At the moment the only things keeping me moving forwards are my daughter, my dogs, my writing/twitter, and a very small handful of trusted friends.
Yet even so I am barely moving at all, both from a physical perspective and a psychological one.
I have never ever felt this bad, so lethargic, so overwhelmed by something I cannot control. It feels like someone has hollowed out my brain and removed the majority of it. I am a husk, an empty shell floating around on the breeze totally aimlessly.
I cannot concentrate or focus enough to make food. I stand in the kitchen staring around me, lost, confused. I cannot be bothered to lift the pans out of the cupboard and I certainly do not have the brain capacity to think about how to cook something. In fact any activity that isn't utter simplicity itself is just too complex for my subdued brain. I manage takeaways, something & chip meals or prick and dings.

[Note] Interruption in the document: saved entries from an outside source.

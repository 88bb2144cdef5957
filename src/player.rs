use std::collections::BTreeMap;

use arrayvec::ArrayVec;
use tracing::warn;

use crate::catalog::{Attributes, ClassId};
use crate::geometry::{Point, Rect};
use crate::party::Party;
use crate::persona::Persona;
use crate::world::Bonus;

pub const INVENTORY_CAPACITY: usize = 8;
pub const FLAG_CAPACITY: usize = 16;

/// Units moved per tick while a direction is held.
pub const MOVE_SPEED: i32 = 4;
pub const BOUNDS_MIN: Point = Point::new(20, 20);
pub const BOUNDS_MAX: Point = Point::new(620, 460);

#[derive(Debug, Clone, Copy, PartialEq, Eq)]
pub enum Direction {
    Up,
    Down,
    Left,
    Right,
}

impl Direction {
    fn delta(self) -> (i32, i32) {
        match self {
            Direction::Up => (0, -MOVE_SPEED),
            Direction::Down => (0, MOVE_SPEED),
            Direction::Left => (-MOVE_SPEED, 0),
            Direction::Right => (MOVE_SPEED, 0),
        }
    }
}

pub struct Player {
    pub pos: Point,
    pub name: String,
    pub class: ClassId,
    /// Class attributes plus equipment bonuses picked up so far.
    pub attributes: Attributes,
    pub party: Party,
    pub inventory: ArrayVec<String, INVENTORY_CAPACITY>,
    pub flags: BTreeMap<String, bool>,
}

impl Player {
    pub fn new(name: impl Into<String>, class: ClassId, pos: Point) -> Self {
        Player {
            pos,
            name: name.into(),
            class,
            attributes: class.info().attributes,
            party: Party::default(),
            inventory: ArrayVec::new(),
            flags: BTreeMap::new(),
        }
    }

    pub fn persona(&self) -> Persona {
        Persona::for_class(self.class)
    }

    pub fn hitbox(&self) -> Rect {
        Rect::hitbox(self.pos)
    }

    pub fn has_item(&self, item: &str) -> bool {
        self.inventory.iter().any(|i| i == item)
    }

    /// Returns false (and changes nothing) when the inventory is full.
    pub fn give_item(&mut self, item: &str) -> bool {
        match self.inventory.try_push(item.to_string()) {
            Ok(()) => true,
            Err(_) => {
                warn!(item, "inventory full, item dropped");
                false
            }
        }
    }

    pub fn apply_bonus(&mut self, bonus: Bonus) {
        self.attributes.add(bonus.attribute, bonus.amount);
    }

    /// New flags beyond the capacity are ignored; existing ones can always be updated.
    pub fn set_flag(&mut self, name: &str, value: bool) {
        if let Some(slot) = self.flags.get_mut(name) {
            *slot = value;
        } else if self.flags.len() < FLAG_CAPACITY {
            self.flags.insert(name.to_string(), value);
        } else {
            warn!(flag = name, "flag table full, flag dropped");
        }
    }

    pub fn flag(&self, name: &str) -> bool {
        self.flags.get(name).copied().unwrap_or(false)
    }

    pub fn step(&mut self, dir: Direction) {
        let (dx, dy) = dir.delta();
        self.pos = Point::new(
            (self.pos.x + dx).clamp(BOUNDS_MIN.x, BOUNDS_MAX.x),
            (self.pos.y + dy).clamp(BOUNDS_MIN.y, BOUNDS_MAX.y),
        );
    }
}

I know there are things that I should do, emails that need sending to work re sick leave dates, daughters club dates that need putting in the diary but try as I might there is insufficient willpower within me to lift my head of the sofa let alone manage a complex task like putting dates in a diary.
I have never struggled quite this badly, tears are always close by and desperation a constant companion. What are usually simple tasks like driving my daughter to a club or filling the car with petrol are becoming hugely testing and exhausting expeditions. Just trying to remember how to put petrol in the car or recalling what my daughter needs are for her clubs feels like an A level standard test.
This my friends is what depression is currently doing to a police officer with 27 years service, a Detective Sergeant who was competent and capable. Professional and proud. Who has worked fulltime, juggled a home life and parenting yet here I now am reduced to the capability of a child. I can't cook a meal, I can't concentrate, I can't even think about what to watch on the television whilst vegetating on the sofa. To whom washing has become an arduous and often ignored chore instead I sit in stale smelly clothes watching endless random television and wondering when or if someone will ever plug back in my brain.
This is probably complete nonsense to some of you. A fairy tale or nightmare. This is the reality of mental health. This happens. This swallows people up and spits them out, if they're lucky enough to escape or get a reprieve.
I feel suspended in time, unable to move forwards or backwards. Feeling numb and beginning to hope that I can actually cling on to the slippery slope that I now find myself on. I've never felt quite so out of control or helpless with my previous bouts of depression as I do this time. Perhaps you fall more heavily and harder the more often you fall of your perch?
I hear myself talking to my daughter but its almost like its in the third person, like I'm somehow remote from myself. I paint on a smile whilst feeling like a fraud and hoping she doesn't notice that her Mum's been swapped out for a fake version. Am I the fake or was she? The capable one?
And yet through it all I'm somehow hoping honesty will help. If I tell it how it is, if I describe my dirty little secrets then maybe people may just start to see mental illness in all it's degrading glory.
I'm out of wine, that's an issue too. I drink every evening. Varies in amount but sometimes a bottle, sometimes less but I have none left. I feel like I need some right now.
The weird thing is as I've said, I feel numb, unconnected to the world. Remote and unplugged yet I want the wine to dull the way I feel, to self medicate as it were. Isn't that a"contradiction"?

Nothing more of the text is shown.